Por lo general, se sostiene que el punto de vista que yo defiendo es incompatible con la energía que requiere la acción. No creo que la historia dé la razón a esas opiniones. La reina Isabel I de Inglaterra y Enrique IV de Francia vivieron en un mundo en el que casi todos fueron fanáticos, tanto en el bando protestante como en el católico. Ambos se mantuvieron libres de los errores de su época y ambos, por esa tazón, fueron benéficos y no cayeron, ciertamente, en la ineficacia. Abraham Lincoln llevó a cabo una gran guerra, sin renunciar ni un momento a lo que llamo sabiduría. 
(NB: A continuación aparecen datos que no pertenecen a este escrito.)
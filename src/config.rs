use anyhow::{Context, Result};
use serde::Deserialize;
use std::path::{Path, PathBuf};

use crate::launcher::Credentials;
use crate::watcher::WatchBudget;

const CONFIG_FILENAME: &str = "config.toml";
const CONFIG_DIR: &str = ".hyperwatch";

/// Environment variables that override the configured credentials.
pub const USERNAME_ENV: &str = "LT_USERNAME";
pub const ACCESS_KEY_ENV: &str = "LT_ACCESS_KEY";

#[derive(Debug, Deserialize, Default)]
pub struct CredentialsConfig {
    #[serde(default)]
    pub username: Option<String>,
    #[serde(default)]
    pub access_key: Option<String>,
}

#[derive(Debug, Deserialize)]
pub struct LauncherConfig {
    #[serde(default = "default_program")]
    pub program: String,
    #[serde(default = "default_yaml_path")]
    pub config_path: PathBuf,
    #[serde(default = "default_log_path")]
    pub log_path: PathBuf,
    #[serde(default = "default_no_track")]
    pub no_track: bool,
}

/// Per-milestone `(timeout_ms, interval_ms)` watcher budgets.
///
/// The trigger budget is short (the CLI prints the TraceID line almost
/// immediately when the launch worked); the archive-upload budget is long
/// (the upload is the slow part of a run).
#[derive(Debug, Deserialize)]
pub struct BudgetsConfig {
    #[serde(default = "default_trigger_timeout_ms")]
    pub trigger_timeout_ms: u64,
    #[serde(default = "default_trigger_interval_ms")]
    pub trigger_interval_ms: u64,
    #[serde(default = "default_error_timeout_ms")]
    pub error_timeout_ms: u64,
    #[serde(default = "default_error_interval_ms")]
    pub error_interval_ms: u64,
    #[serde(default = "default_upload_started_timeout_ms")]
    pub upload_started_timeout_ms: u64,
    #[serde(default = "default_upload_started_interval_ms")]
    pub upload_started_interval_ms: u64,
    #[serde(default = "default_upload_done_timeout_ms")]
    pub upload_done_timeout_ms: u64,
    #[serde(default = "default_upload_done_interval_ms")]
    pub upload_done_interval_ms: u64,
    #[serde(default = "default_server_connected_timeout_ms")]
    pub server_connected_timeout_ms: u64,
    #[serde(default = "default_server_connected_interval_ms")]
    pub server_connected_interval_ms: u64,
    #[serde(default = "default_link_timeout_ms")]
    pub link_timeout_ms: u64,
    #[serde(default = "default_link_interval_ms")]
    pub link_interval_ms: u64,
}

#[derive(Debug, Deserialize)]
pub struct TrackerLogConfig {
    #[serde(default = "default_tracker_log_enabled")]
    pub enabled: bool,
    #[serde(default = "default_tracker_log_path")]
    pub path: PathBuf,
}

fn default_program() -> String {
    "hyperexecute".to_string()
}

fn default_yaml_path() -> PathBuf {
    PathBuf::from("hyperexecute.yaml")
}

fn default_log_path() -> PathBuf {
    PathBuf::from("hyperexecute-cli.log")
}

fn default_no_track() -> bool {
    true
}

fn default_trigger_timeout_ms() -> u64 {
    10_000
}

fn default_trigger_interval_ms() -> u64 {
    500
}

fn default_error_timeout_ms() -> u64 {
    4_000
}

fn default_error_interval_ms() -> u64 {
    500
}

fn default_upload_started_timeout_ms() -> u64 {
    30_000
}

fn default_upload_started_interval_ms() -> u64 {
    1_000
}

fn default_upload_done_timeout_ms() -> u64 {
    120_000
}

fn default_upload_done_interval_ms() -> u64 {
    2_000
}

fn default_server_connected_timeout_ms() -> u64 {
    30_000
}

fn default_server_connected_interval_ms() -> u64 {
    1_000
}

fn default_link_timeout_ms() -> u64 {
    30_000
}

fn default_link_interval_ms() -> u64 {
    1_000
}

fn default_tracker_log_enabled() -> bool {
    true
}

fn default_tracker_log_path() -> PathBuf {
    PathBuf::from(CONFIG_DIR).join("logs").join("tracker.jsonl")
}

impl Default for LauncherConfig {
    fn default() -> Self {
        Self {
            program: default_program(),
            config_path: default_yaml_path(),
            log_path: default_log_path(),
            no_track: default_no_track(),
        }
    }
}

impl Default for BudgetsConfig {
    fn default() -> Self {
        Self {
            trigger_timeout_ms: default_trigger_timeout_ms(),
            trigger_interval_ms: default_trigger_interval_ms(),
            error_timeout_ms: default_error_timeout_ms(),
            error_interval_ms: default_error_interval_ms(),
            upload_started_timeout_ms: default_upload_started_timeout_ms(),
            upload_started_interval_ms: default_upload_started_interval_ms(),
            upload_done_timeout_ms: default_upload_done_timeout_ms(),
            upload_done_interval_ms: default_upload_done_interval_ms(),
            server_connected_timeout_ms: default_server_connected_timeout_ms(),
            server_connected_interval_ms: default_server_connected_interval_ms(),
            link_timeout_ms: default_link_timeout_ms(),
            link_interval_ms: default_link_interval_ms(),
        }
    }
}

impl Default for TrackerLogConfig {
    fn default() -> Self {
        Self {
            enabled: default_tracker_log_enabled(),
            path: default_tracker_log_path(),
        }
    }
}

impl BudgetsConfig {
    pub fn trigger(&self) -> WatchBudget {
        WatchBudget::from_millis(self.trigger_timeout_ms, self.trigger_interval_ms)
    }

    pub fn error(&self) -> WatchBudget {
        WatchBudget::from_millis(self.error_timeout_ms, self.error_interval_ms)
    }

    pub fn upload_started(&self) -> WatchBudget {
        WatchBudget::from_millis(self.upload_started_timeout_ms, self.upload_started_interval_ms)
    }

    pub fn upload_done(&self) -> WatchBudget {
        WatchBudget::from_millis(self.upload_done_timeout_ms, self.upload_done_interval_ms)
    }

    pub fn server_connected(&self) -> WatchBudget {
        WatchBudget::from_millis(self.server_connected_timeout_ms, self.server_connected_interval_ms)
    }

    pub fn link(&self) -> WatchBudget {
        WatchBudget::from_millis(self.link_timeout_ms, self.link_interval_ms)
    }
}

#[derive(Debug, Deserialize, Default)]
pub struct ProjectConfig {
    #[serde(default)]
    pub credentials: CredentialsConfig,
    #[serde(default)]
    pub launcher: LauncherConfig,
    #[serde(default)]
    pub budgets: BudgetsConfig,
    #[serde(default)]
    pub tracker_log: TrackerLogConfig,
}

impl ProjectConfig {
    /// Search upward from `start` for a `.hyperwatch/config.toml` file and
    /// load it. Returns the default config if no file is found.
    pub fn load(start: &Path) -> Result<(Self, Option<PathBuf>)> {
        if let Some(path) = Self::find_config_file(start) {
            let contents = std::fs::read_to_string(&path)
                .with_context(|| format!("failed to read {}", path.display()))?;
            let config: ProjectConfig = toml::from_str(&contents)
                .with_context(|| format!("failed to parse {}", path.display()))?;
            Ok((config, Some(path)))
        } else {
            Ok((ProjectConfig::default(), None))
        }
    }

    fn find_config_file(start: &Path) -> Option<PathBuf> {
        let mut dir = start.to_path_buf();
        loop {
            let candidate = dir.join(CONFIG_DIR).join(CONFIG_FILENAME);
            if candidate.is_file() {
                return Some(candidate);
            }
            if !dir.pop() {
                return None;
            }
        }
    }

    /// Resolve credentials, preferring `LT_USERNAME` / `LT_ACCESS_KEY` over
    /// the config file. Errors when neither source provides a value.
    pub fn resolve_credentials(&self) -> Result<Credentials> {
        let username = std::env::var(USERNAME_ENV)
            .ok()
            .filter(|v| !v.is_empty())
            .or_else(|| self.credentials.username.clone())
            .context("no LambdaTest username: set LT_USERNAME or [credentials].username")?;
        let access_key = std::env::var(ACCESS_KEY_ENV)
            .ok()
            .filter(|v| !v.is_empty())
            .or_else(|| self.credentials.access_key.clone())
            .context("no LambdaTest access key: set LT_ACCESS_KEY or [credentials].access_key")?;
        Ok(Credentials { username, access_key })
    }
}

#[cfg(test)]
mod tests {
    use super::*;
    use serial_test::serial;
    use std::fs;

    #[test]
    fn default_config_values() {
        let config = ProjectConfig::default();
        assert_eq!(config.launcher.program, "hyperexecute");
        assert_eq!(config.launcher.config_path, PathBuf::from("hyperexecute.yaml"));
        assert_eq!(config.launcher.log_path, PathBuf::from("hyperexecute-cli.log"));
        assert!(config.launcher.no_track);
        assert_eq!(config.budgets.trigger_timeout_ms, 10_000);
        assert_eq!(config.budgets.upload_done_timeout_ms, 120_000);
        assert!(config.tracker_log.enabled);
        assert!(config.credentials.username.is_none());
    }

    #[test]
    fn parse_full_config() {
        let toml = r#"
[credentials]
username = "alice"
access_key = "secret"

[launcher]
program = "/opt/hyperexecute"
config_path = "configs/he.yaml"
log_path = "logs/he.log"
no_track = false

[budgets]
trigger_timeout_ms = 2000
trigger_interval_ms = 100
upload_done_timeout_ms = 60000

[tracker_log]
enabled = false
path = "audit.jsonl"
"#;
        let config: ProjectConfig = toml::from_str(toml).unwrap();
        assert_eq!(config.credentials.username.as_deref(), Some("alice"));
        assert_eq!(config.launcher.program, "/opt/hyperexecute");
        assert!(!config.launcher.no_track);
        assert_eq!(config.budgets.trigger_timeout_ms, 2000);
        assert_eq!(config.budgets.trigger_interval_ms, 100);
        assert_eq!(config.budgets.upload_done_timeout_ms, 60_000);
        // Unspecified budgets keep their defaults.
        assert_eq!(config.budgets.link_timeout_ms, 30_000);
        assert!(!config.tracker_log.enabled);
        assert_eq!(config.tracker_log.path, PathBuf::from("audit.jsonl"));
    }

    #[test]
    fn parse_partial_config() {
        let toml = r#"
[launcher]
program = "hyperexecute-beta"
"#;
        let config: ProjectConfig = toml::from_str(toml).unwrap();
        assert_eq!(config.launcher.program, "hyperexecute-beta");
        assert!(config.launcher.no_track);
        assert_eq!(config.budgets.error_timeout_ms, 4_000);
    }

    #[test]
    fn budget_accessors_convert_to_durations() {
        let budgets = BudgetsConfig::default();
        assert_eq!(budgets.trigger().timeout.as_millis(), 10_000);
        assert_eq!(budgets.trigger().interval.as_millis(), 500);
        assert_eq!(budgets.upload_done().interval.as_millis(), 2_000);
    }

    #[test]
    fn load_from_directory() {
        let tmp = tempfile::tempdir().unwrap();
        let dir = tmp.path().join(".hyperwatch");
        fs::create_dir_all(&dir).unwrap();
        fs::write(
            dir.join("config.toml"),
            r#"
[launcher]
log_path = "custom.log"
"#,
        )
        .unwrap();

        let (config, path) = ProjectConfig::load(tmp.path()).unwrap();
        assert!(path.is_some());
        assert_eq!(config.launcher.log_path, PathBuf::from("custom.log"));
    }

    #[test]
    fn load_returns_default_when_no_file() {
        let tmp = tempfile::tempdir().unwrap();
        let (config, path) = ProjectConfig::load(tmp.path()).unwrap();
        assert!(path.is_none());
        assert_eq!(config.launcher.program, "hyperexecute");
    }

    #[test]
    fn load_walks_up_directories() {
        let tmp = tempfile::tempdir().unwrap();
        let dir = tmp.path().join(".hyperwatch");
        fs::create_dir_all(&dir).unwrap();
        fs::write(
            dir.join("config.toml"),
            r#"
[launcher]
program = "hx"
"#,
        )
        .unwrap();

        let nested = tmp.path().join("src").join("deep").join("nested");
        fs::create_dir_all(&nested).unwrap();

        let (config, path) = ProjectConfig::load(&nested).unwrap();
        assert!(path.is_some());
        assert_eq!(config.launcher.program, "hx");
    }

    #[test]
    #[serial]
    fn env_credentials_override_config() {
        let toml = r#"
[credentials]
username = "from-file"
access_key = "file-key"
"#;
        let config: ProjectConfig = toml::from_str(toml).unwrap();

        unsafe {
            std::env::set_var(USERNAME_ENV, "from-env");
            std::env::set_var(ACCESS_KEY_ENV, "env-key");
        }
        let creds = config.resolve_credentials().unwrap();
        unsafe {
            std::env::remove_var(USERNAME_ENV);
            std::env::remove_var(ACCESS_KEY_ENV);
        }

        assert_eq!(creds.username, "from-env");
        assert_eq!(creds.access_key, "env-key");
    }

    #[test]
    #[serial]
    fn file_credentials_used_without_env() {
        let toml = r#"
[credentials]
username = "alice"
access_key = "secret"
"#;
        let config: ProjectConfig = toml::from_str(toml).unwrap();

        unsafe {
            std::env::remove_var(USERNAME_ENV);
            std::env::remove_var(ACCESS_KEY_ENV);
        }
        let creds = config.resolve_credentials().unwrap();
        assert_eq!(creds.username, "alice");
        assert_eq!(creds.access_key, "secret");
    }

    #[test]
    #[serial]
    fn missing_credentials_is_an_error() {
        unsafe {
            std::env::remove_var(USERNAME_ENV);
            std::env::remove_var(ACCESS_KEY_ENV);
        }
        let config = ProjectConfig::default();
        assert!(config.resolve_credentials().is_err());
    }
}
//! Log snapshot reading and milestone matching.
//!
//! The CLI log is practically one JSON object per line, but the tracker
//! treats every byte of it as opaque text: milestone detection is a
//! case-insensitive substring search over the full file content, nothing
//! more. The file belongs to another process and may not exist yet, or may
//! be mid-write, at any poll instant.

use std::path::Path;

use tracing::debug;

/// Read the full current content of the log file.
///
/// Returns `None` when the file is missing or unreadable. The producer may
/// not have created it yet, and a read can race an in-flight append, so
/// neither case is an error at poll time.
pub fn snapshot(path: &Path) -> Option<String> {
    match std::fs::read_to_string(path) {
        Ok(content) => Some(content),
        Err(e) => {
            debug!(path = %path.display(), "log not readable yet: {e}");
            None
        }
    }
}

/// Case-insensitive substring test over a snapshot.
pub fn contains_term(snapshot: &str, term: &str) -> bool {
    snapshot.to_lowercase().contains(&term.to_lowercase())
}

/// Probe the log file for a milestone term.
///
/// Missing file and unreadable file both report `false` — "not yet found".
pub fn probe(path: &Path, term: &str) -> bool {
    match snapshot(path) {
        Some(content) => contains_term(&content, term),
        None => false,
    }
}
He dicho que, en parte, puede enseñarse la sabiduría. Me parece que esta enseñanza debería tener elementos intelectuales más amplios que lo habitual en lo que ha sido considerado como instrucción moral. Creo que se pueden destacar, incidentalmente, mientras se enseña cualquier conocimiento, los desastrosos resultados del odio y de la estrechez mental para los que sufren dichas calamidades. No creo que el conocimiento y la moral deban estar demasiado1 distantes. Es cierto que el tipo de conocimiento especializado que exigen las diversas técnicas, tiene muy poco que ver con la sabiduría. Pero aquél debería ser completado, en la educación, con estudios más amplios encaminados a situar ese conocimiento especializado en su lugar, dentro de la totalidad de las actividades humanas. Incluso los mejores técnicos deberían ser buenos ciudadanos; y, al decir «ciudadanos», me refiero a ciudadanos del mundo y no ciudadanos de esta o aquella secta o nación. A cada incremento de conocimiento y técnica, se hace más necesaria la sabiduría; pues cada uno de esos incrementos aumentan nuestra capacidad para llevar a cabo nuestros propósitos, y, por consiguiente, aumentan también nuestra capacidad para el mal, en el caso de que nuestros propósitos sean insensatos. El mundo necesita sabiduría como nunca antes la ha necesitado; y si el conocimiento continúa aumentando, el mundo necesitará la sabiduría en el futuro incluso más de lo que la necesita ahora.